Extracted records
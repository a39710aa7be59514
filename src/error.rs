//! This module defines the custom error types for the library.
//!
//! Every failure that the spectral and differential operators can report is
//! collected into a single enum, [`GspErrorKind`], and surfaced through the
//! transparent wrapper [`GspError`].
//!
//! Using the [`thiserror`] crate allows us to create idiomatic error types with minimal
//! boilerplate. Note that [`faer::linalg::evd::EvdError`] and the sparse
//! `CreationError` do not implement the standard [`std::error::Error`] trait, so
//! they are captured by their `Debug` rendering.
//!
//! All errors are deterministic consequences of the inputs. None of them is
//! transient, so callers should never retry an operation that failed.
use thiserror::Error;

/// Represents all possible errors raised by the graph signal processing core.
#[derive(Error, Debug, Clone)]
#[error(transparent)]
pub struct GspError(#[from] GspErrorKind);

impl GspError {
    /// Returns the class of the error, for callers that need to branch on it.
    pub fn kind(&self) -> &GspErrorKind {
        &self.0
    }
}

/// The distinct kinds of errors.
#[derive(Error, Debug, Clone, PartialEq)]
pub enum GspErrorKind {
    /// An invalid parameter or policy was selected (unknown Laplacian type,
    /// polynomial order below one, empty filter bank, non-positive `lmax`).
    #[error("Invalid configuration: {0}")]
    Configuration(String),

    /// An operation was invoked before the artifact it depends on was computed.
    #[error("Precondition not met: {0}")]
    Precondition(String),

    /// The row count of a signal does not match the vertex or edge count.
    #[error("Dimension mismatch: expected {expected} {domain}, but the input has {actual}.")]
    DimensionMismatch {
        domain: &'static str,
        expected: usize,
        actual: usize,
    },

    /// The input is mathematically outside the domain of the operation.
    #[error("Domain error: {0}")]
    Domain(String),

    /// The operation is deliberately unsupported for this kind of graph.
    #[error("Not implemented: {0}")]
    NotImplemented(String),

    /// Wraps an error originating from [`faer`]'s eigendecomposition module.
    #[error("A numerical error occurred during the eigendecomposition of the Laplacian: {0}")]
    Eigendecomposition(String),

    /// Wraps a failure to assemble a sparse matrix from triplets.
    #[error("Failed to assemble a sparse matrix: {0}")]
    SparseConstruction(String),
}

impl PartialEq for GspError {
    fn eq(&self, other: &Self) -> bool {
        self.0 == other.0
    }
}

impl From<faer::linalg::evd::EvdError> for GspError {
    fn from(err: faer::linalg::evd::EvdError) -> Self {
        GspErrorKind::Eigendecomposition(format!("{err:?}")).into()
    }
}

// Shorthands used at the many validation sites across the crate.
pub(crate) fn configuration(msg: impl Into<String>) -> GspError {
    GspErrorKind::Configuration(msg.into()).into()
}

pub(crate) fn precondition(msg: impl Into<String>) -> GspError {
    GspErrorKind::Precondition(msg.into()).into()
}

pub(crate) fn domain(msg: impl Into<String>) -> GspError {
    GspErrorKind::Domain(msg.into()).into()
}

pub(crate) fn not_implemented(msg: impl Into<String>) -> GspError {
    GspErrorKind::NotImplemented(msg.into()).into()
}

pub(crate) fn dimension_mismatch(domain: &'static str, expected: usize, actual: usize) -> GspError {
    GspErrorKind::DimensionMismatch {
        domain,
        expected,
        actual,
    }
    .into()
}

#[cfg(test)]
mod tests {
    use super::*;

    #[test]
    fn test_dimension_mismatch_error_message() {
        let error = dimension_mismatch("vertices", 100, 99);
        let expected_message = "Dimension mismatch: expected 100 vertices, but the input has 99.";
        assert_eq!(error.to_string(), expected_message);
    }

    #[test]
    fn test_domain_error_message() {
        let error = domain("vertex 3 has zero degree.");
        assert_eq!(error.to_string(), "Domain error: vertex 3 has zero degree.");
        assert!(matches!(error.kind(), GspErrorKind::Domain(_)));
    }

    #[test]
    fn test_precondition_error_message() {
        let error = precondition("the Fourier basis has not been computed.");
        let expected_message = "Precondition not met: the Fourier basis has not been computed.";
        assert_eq!(error.to_string(), expected_message);
    }

    #[test]
    fn test_evd_error_message() {
        let evd_error = faer::linalg::evd::EvdError::NoConvergence;
        let error = GspError::from(evd_error);
        let expected_message = "A numerical error occurred during the eigendecomposition of the Laplacian: NoConvergence";
        assert_eq!(error.to_string(), expected_message);
    }

    #[test]
    fn test_errors_compare_by_kind() {
        assert_eq!(configuration("order"), configuration("order"));
        assert_ne!(configuration("order"), not_implemented("order"));
    }
}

▶ **ABOUT THIS TASK**: Copy all lines from the entries that contain the word "NotImplemented".

▶ **EXPECTED ANSWER**:
    NotImplemented(String),
    GspErrorKind::NotImplemented(msg.into()).into()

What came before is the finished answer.